In this case, the successful overcoming of the trauma through therapy manifests itself as the disappearance of the limitation.

For example, the client has ceased to be afraid to leave the house, or there is enough courage and curiosity to start a new relationship, or it has turned out to understand what he wants, to find his own business, to hear the call of his dream and move towards it (find where to learn a new profession, enter a university, move to another country or city, etc.).

When the trauma lets go, flexibility appears, a choice where it was not there before, so where there was previously limitedness, constraint and hopelessness, a person begins to see opportunities, curiosity overcomes fear, and interest becomes more than doubt. Then the client has new desires and, most importantly, the strength to realize them.

In working with trauma, it seems to me important to consider such an aspect of psychotherapy as time or duration.

Often, clients who come to therapy for the first time want to get a result as quickly as possible, and this is normal, at the same time, it is useful to clarify some points.

The fact is that it is impossible to say in advance how long the therapy will take when dealing with trauma, since it depends on the client's previous life experience, and on the previous experience of therapy (if any), and on external events occurring in the client's life during therapy. outside the psychologist's office (meetings, partings, nutrition, addictions, diseases).
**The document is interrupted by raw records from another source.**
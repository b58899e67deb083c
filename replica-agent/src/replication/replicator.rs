//! Slave-side orchestration of replication rounds.
//!
//! An [`IndexReplicator`] runs rounds for one index, one at a time. A
//! [`ReplicaNode`] groups the replicators of every configured index; distinct
//! indexes replicate independently.

use crate::config::Config;
use crate::replication::diff::{diff, Strategy};
use crate::replication::layout::IndexLayout;
use crate::replication::process::{ProcessOptions, ProcessReport, ReplicationProcess};
use crate::replication::session::ReplicationSession;
use crate::replication::store::SessionStore;
use crate::transfer::client::MasterClient;
use crate::transfer::progress::{format_speed, ProgressTracker, TransferCounters, TransferProgress};
use crate::utils::errors::ReplicationError;
use crate::Result;
use chrono::{DateTime, Utc};
use serde::{Deserialize, Serialize};
use std::collections::BTreeMap;
use std::io::ErrorKind;
use std::sync::{Arc, Mutex};
use std::time::Duration;
use tokio::sync::{broadcast, OwnedMutexGuard, RwLock};
use tokio::task::JoinHandle;
use tokio_util::sync::CancellationToken;
use tracing::{error, info, warn};

/// Maximum number of queued events per subscriber
const EVENT_CAPACITY: usize = 1000;

/// Notifications for readers that need to know when to refresh
#[derive(Debug, Clone, Serialize, Deserialize)]
#[serde(tag = "type", content = "payload")]
pub enum ReplicationEvent {
    #[serde(rename = "round_started")]
    RoundStarted {
        index: String,
        session_uuid: String,
        strategy: Strategy,
        files_to_download: usize,
        bytes_to_download: u64,
    },

    #[serde(rename = "progress")]
    Progress { index: String, progress: TransferProgress },

    #[serde(rename = "completed")]
    Completed(ReplicationStatus),

    #[serde(rename = "failed")]
    Failed(ReplicationStatus),
}

#[derive(Debug, Clone, Copy, PartialEq, Eq, Serialize, Deserialize)]
#[serde(rename_all = "lowercase")]
pub enum RoundState {
    Done,
    Failed,
}

/// Outcome of the most recent round of one index
#[derive(Debug, Clone, PartialEq, Serialize, Deserialize)]
pub struct ReplicationStatus {
    pub index: String,
    pub state: RoundState,
    pub strategy: Option<Strategy>,
    pub master_uuid: Option<String>,
    pub session_uuid: Option<String>,
    pub files_downloaded: usize,
    pub bytes_downloaded: u64,
    pub files_deleted: usize,
    pub files_unchanged: usize,
    pub started_at: DateTime<Utc>,
    pub completed_at: DateTime<Utc>,
    pub error: Option<String>,
    pub error_code: Option<String>,
}

/// What is known about a round so far, kept for the failure report
#[derive(Default)]
struct RoundInfo {
    strategy: Option<Strategy>,
    master_uuid: Option<String>,
    session_uuid: Option<String>,
}

pub struct IndexReplicator {
    index: String,
    layout: IndexLayout,
    store: SessionStore,
    client: Arc<dyn MasterClient>,
    options: ProcessOptions,
    round: Arc<tokio::sync::Mutex<()>>,
    cancel: Mutex<Option<CancellationToken>>,
    last_status: RwLock<Option<ReplicationStatus>>,
    events: broadcast::Sender<ReplicationEvent>,
}

impl IndexReplicator {
    pub fn new(
        index: impl Into<String>,
        layout: IndexLayout,
        client: Arc<dyn MasterClient>,
        options: ProcessOptions,
    ) -> Self {
        let (events, _) = broadcast::channel(EVENT_CAPACITY);
        let index = index.into();
        sweep_work_dir(&index, &layout);
        Self {
            index,
            store: SessionStore::new(&layout.session_file),
            layout,
            client,
            options,
            round: Arc::new(tokio::sync::Mutex::new(())),
            cancel: Mutex::new(None),
            last_status: RwLock::new(None),
            events,
        }
    }

    pub fn index(&self) -> &str {
        &self.index
    }

    pub fn layout(&self) -> &IndexLayout {
        &self.layout
    }

    pub fn subscribe(&self) -> broadcast::Receiver<ReplicationEvent> {
        self.events.subscribe()
    }

    pub fn is_running(&self) -> bool {
        self.round.try_lock().is_err()
    }

    pub async fn last_status(&self) -> Option<ReplicationStatus> {
        self.last_status.read().await.clone()
    }

    /// The session the live directories currently reflect
    pub fn current_session(&self) -> Result<Option<ReplicationSession>> {
        self.store.load()
    }

    /// Ask the in-flight round to stop. Returns false when nothing runs.
    ///
    /// Has no effect once the round started committing.
    pub fn cancel(&self) -> bool {
        match self.cancel.lock() {
            Ok(guard) => match guard.as_ref() {
                Some(token) => {
                    info!(index = %self.index, "Cancelling replication round");
                    token.cancel();
                    true
                }
                None => false,
            },
            Err(_) => false,
        }
    }

    /// Forget the committed session so the next round is a full one.
    pub fn reset_session(&self) -> Result<()> {
        let _round = self.claim_round()?;
        self.store.clear()?;
        info!(index = %self.index, "Cleared replication session, next round is full");
        Ok(())
    }

    /// Run one round. Fails immediately when a round is already in flight.
    ///
    /// A round that starts but does not complete is reported through the
    /// returned status, not as an `Err`.
    pub async fn replicate(&self) -> Result<ReplicationStatus> {
        let round = self.claim_round()?;
        Ok(self.run_claimed(round).await)
    }

    /// Claim the round slot now and run the round in the background.
    pub fn start(self: &Arc<Self>) -> Result<JoinHandle<ReplicationStatus>> {
        let round = self.claim_round()?;
        let replicator = Arc::clone(self);
        Ok(tokio::spawn(async move { replicator.run_claimed(round).await }))
    }

    fn claim_round(&self) -> Result<OwnedMutexGuard<()>> {
        Arc::clone(&self.round)
            .try_lock_owned()
            .map_err(|_| ReplicationError::AlreadyRunning(self.index.clone()))
    }

    async fn run_claimed(&self, _round: OwnedMutexGuard<()>) -> ReplicationStatus {
        let token = CancellationToken::new();
        self.set_cancel(Some(token.clone()));

        let started_at = Utc::now();
        let mut info = RoundInfo::default();
        let result = self.run_round(&token, &mut info).await;

        self.set_cancel(None);
        let status = self.build_status(started_at, info, result);

        let event = match status.state {
            RoundState::Done => ReplicationEvent::Completed(status.clone()),
            RoundState::Failed => ReplicationEvent::Failed(status.clone()),
        };
        let _ = self.events.send(event);
        *self.last_status.write().await = Some(status.clone());

        status
    }

    async fn run_round(
        &self,
        cancel: &CancellationToken,
        info: &mut RoundInfo,
    ) -> Result<ProcessReport> {
        let session = self.client.new_session(&self.index).await?;
        info.master_uuid = Some(session.master_uuid().to_string());
        info.session_uuid = Some(session.session_uuid().to_string());

        let result = self.apply_session(&session, cancel, info).await;

        if let Err(e) = self.client.release_session(session.session_uuid()).await {
            warn!(
                index = %self.index,
                session = %session.session_uuid(),
                error = %e,
                "Failed to release session"
            );
        }
        result
    }

    async fn apply_session(
        &self,
        session: &ReplicationSession,
        cancel: &CancellationToken,
        info: &mut RoundInfo,
    ) -> Result<ProcessReport> {
        session.validate_names()?;
        let previous = self.store.load()?;
        let plan = diff(previous.as_ref(), session);
        info.strategy = Some(plan.strategy);

        info!(
            index = %self.index,
            session = %plan.session_uuid,
            strategy = %plan.strategy,
            download = plan.download_count(),
            delete = plan.delete_count(),
            unchanged = plan.unchanged_count(),
            "Starting replication round"
        );
        let _ = self.events.send(ReplicationEvent::RoundStarted {
            index: self.index.clone(),
            session_uuid: plan.session_uuid.clone(),
            strategy: plan.strategy,
            files_to_download: plan.download_count(),
            bytes_to_download: plan.download_bytes(),
        });

        let mut process = ReplicationProcess::new(
            plan,
            self.layout.clone(),
            Arc::clone(&self.client),
            self.options.clone(),
            cancel.clone(),
        )?;

        let stop_progress = CancellationToken::new();
        let progress_task =
            self.spawn_progress_broadcaster(process.counters(), stop_progress.clone());

        let result = process.run(&self.store, session).await;

        stop_progress.cancel();
        let _ = progress_task.await;
        result
    }

    fn spawn_progress_broadcaster(
        &self,
        counters: Arc<TransferCounters>,
        stop: CancellationToken,
    ) -> JoinHandle<()> {
        let events = self.events.clone();
        let index = self.index.clone();
        let period = self.options.progress_interval.max(Duration::from_millis(10));

        tokio::spawn(async move {
            let mut interval = tokio::time::interval(period);
            let mut tracker = ProgressTracker::new();

            loop {
                tokio::select! {
                    _ = interval.tick() => {}
                    _ = stop.cancelled() => break,
                }

                let progress = tracker.sample(&counters);
                tracing::trace!(
                    index = %index,
                    percent = progress.percent_complete,
                    speed = %format_speed(progress.bytes_per_second),
                    "Replication progress"
                );

                // No subscribers is fine
                let _ = events.send(ReplicationEvent::Progress {
                    index: index.clone(),
                    progress,
                });
            }
        })
    }

    fn build_status(
        &self,
        started_at: DateTime<Utc>,
        info: RoundInfo,
        result: Result<ProcessReport>,
    ) -> ReplicationStatus {
        let (state, report, error, error_code) = match result {
            Ok(report) => (RoundState::Done, report, None, None),
            Err(e) => {
                error!(
                    index = %self.index,
                    error = %e,
                    class = ?e.class(),
                    "Replication round failed"
                );
                (
                    RoundState::Failed,
                    ProcessReport::default(),
                    Some(e.to_string()),
                    Some(e.code().to_string()),
                )
            }
        };

        ReplicationStatus {
            index: self.index.clone(),
            state,
            strategy: info.strategy,
            master_uuid: info.master_uuid,
            session_uuid: info.session_uuid,
            files_downloaded: report.files_downloaded,
            bytes_downloaded: report.bytes_downloaded,
            files_deleted: report.files_deleted,
            files_unchanged: report.files_unchanged,
            started_at,
            completed_at: Utc::now(),
            error,
            error_code,
        }
    }

    fn set_cancel(&self, token: Option<CancellationToken>) {
        if let Ok(mut guard) = self.cancel.lock() {
            *guard = token;
        }
    }
}

/// Remove staging areas left behind by a process that died mid-round.
fn sweep_work_dir(index: &str, layout: &IndexLayout) {
    let entries = match std::fs::read_dir(&layout.work_dir) {
        Ok(entries) => entries,
        Err(e) if e.kind() == ErrorKind::NotFound => return,
        Err(e) => {
            warn!(index = %index, error = %e, "Cannot list replication work directory");
            return;
        }
    };

    for entry in entries.flatten() {
        let path = entry.path();
        let removed = if path.is_dir() {
            std::fs::remove_dir_all(&path)
        } else {
            std::fs::remove_file(&path)
        };
        match removed {
            Ok(()) => info!(index = %index, path = %path.display(), "Removed stale staging area"),
            Err(e) => warn!(
                index = %index,
                path = %path.display(),
                error = %e,
                "Failed to remove stale staging area"
            ),
        }
    }
}

/// Every replicated index of this slave, by name
#[derive(Clone, Default)]
pub struct ReplicaNode {
    replicators: Arc<BTreeMap<String, Arc<IndexReplicator>>>,
}

impl ReplicaNode {
    pub fn new(replicators: impl IntoIterator<Item = IndexReplicator>) -> Self {
        let replicators = replicators
            .into_iter()
            .map(|replicator| (replicator.index().to_string(), Arc::new(replicator)))
            .collect();
        Self {
            replicators: Arc::new(replicators),
        }
    }

    pub fn from_config(config: &Config, client: Arc<dyn MasterClient>) -> Self {
        let options = ProcessOptions {
            permit_budget: config.transfer.permit_budget,
            progress_interval: Duration::from_millis(config.transfer.progress_interval_ms),
        };

        Self::new(config.indexes.iter().map(|index| {
            IndexReplicator::new(
                index.name.clone(),
                IndexLayout::new(config.index_root(index)),
                Arc::clone(&client),
                options.clone(),
            )
        }))
    }

    pub fn indexes(&self) -> impl Iterator<Item = &str> {
        self.replicators.keys().map(String::as_str)
    }

    pub fn replicator(&self, index: &str) -> Result<&Arc<IndexReplicator>> {
        self.replicators
            .get(index)
            .ok_or_else(|| ReplicationError::UnknownIndex(index.to_string()))
    }

    /// Run one round on every index concurrently
    pub async fn replicate_all(&self) -> Vec<(String, Result<ReplicationStatus>)> {
        let rounds = self.replicators.iter().map(|(name, replicator)| async move {
            (name.clone(), replicator.replicate().await)
        });
        futures_util::future::join_all(rounds).await
    }

    pub fn running_count(&self) -> usize {
        self.replicators.values().filter(|r| r.is_running()).count()
    }

    /// Returns how many rounds were asked to stop
    pub fn cancel_all(&self) -> usize {
        self.replicators.values().filter(|r| r.cancel()).count()
    }
}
In my practice, I have come across the fact that some injuries were resolved after one session (with experienced clients), and some managed to "get close" only after three, four or more years of regular therapy.
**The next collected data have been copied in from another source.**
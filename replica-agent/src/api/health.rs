//! Health check endpoints.

use super::AppState;
use axum::extract::State;
use axum::{response::IntoResponse, Json};
use serde_json::json;
use std::time::{SystemTime, UNIX_EPOCH};

static START_TIME: std::sync::OnceLock<u64> = std::sync::OnceLock::new();

fn now_secs() -> u64 {
    SystemTime::now()
        .duration_since(UNIX_EPOCH)
        .map(|d| d.as_secs())
        .unwrap_or_default()
}

pub fn init_start_time() {
    START_TIME.get_or_init(now_secs);
}

/// GET /health - Health check endpoint
pub async fn health(State(state): State<AppState>) -> impl IntoResponse {
    let uptime = now_secs().saturating_sub(*START_TIME.get().unwrap_or(&0));

    Json(json!({
        "status": "ok",
        "node_id": state.node_id,
        "version": env!("CARGO_PKG_VERSION"),
        "uptime_secs": uptime,
        "indexes": state.node.indexes().count(),
        "running_rounds": state.node.running_count(),
    }))
}

/// GET /version - Version information endpoint
pub async fn version() -> impl IntoResponse {
    Json(json!({
        "version": env!("CARGO_PKG_VERSION"),
        "build": "dev",
        "features": ["zstd"],
    }))
}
It depends both on the individual characteristics of the clients, the speed of their changes, and on the characteristics of the contact between the client and the therapist (whether the psychologist will be able to form a therapeutic alliance with the client or not and how quickly this will happen), and on the personality of the therapist himself (his life experience and the amount of personal therapy, supervision).

In conclusion, I would also like to say how important support is for a client who boldly plunges into the therapy of his trauma, and not only the support of a psychologist. The support of the environment is also very important: friends, relatives. Sometimes the client's environment is destructive rather than supportive, and then the client has to create a secure environment from scratch. To do this, you can meet new people, for example, you can do this in the safe space of the therapy group, where you can also try to communicate and manifest in new ways.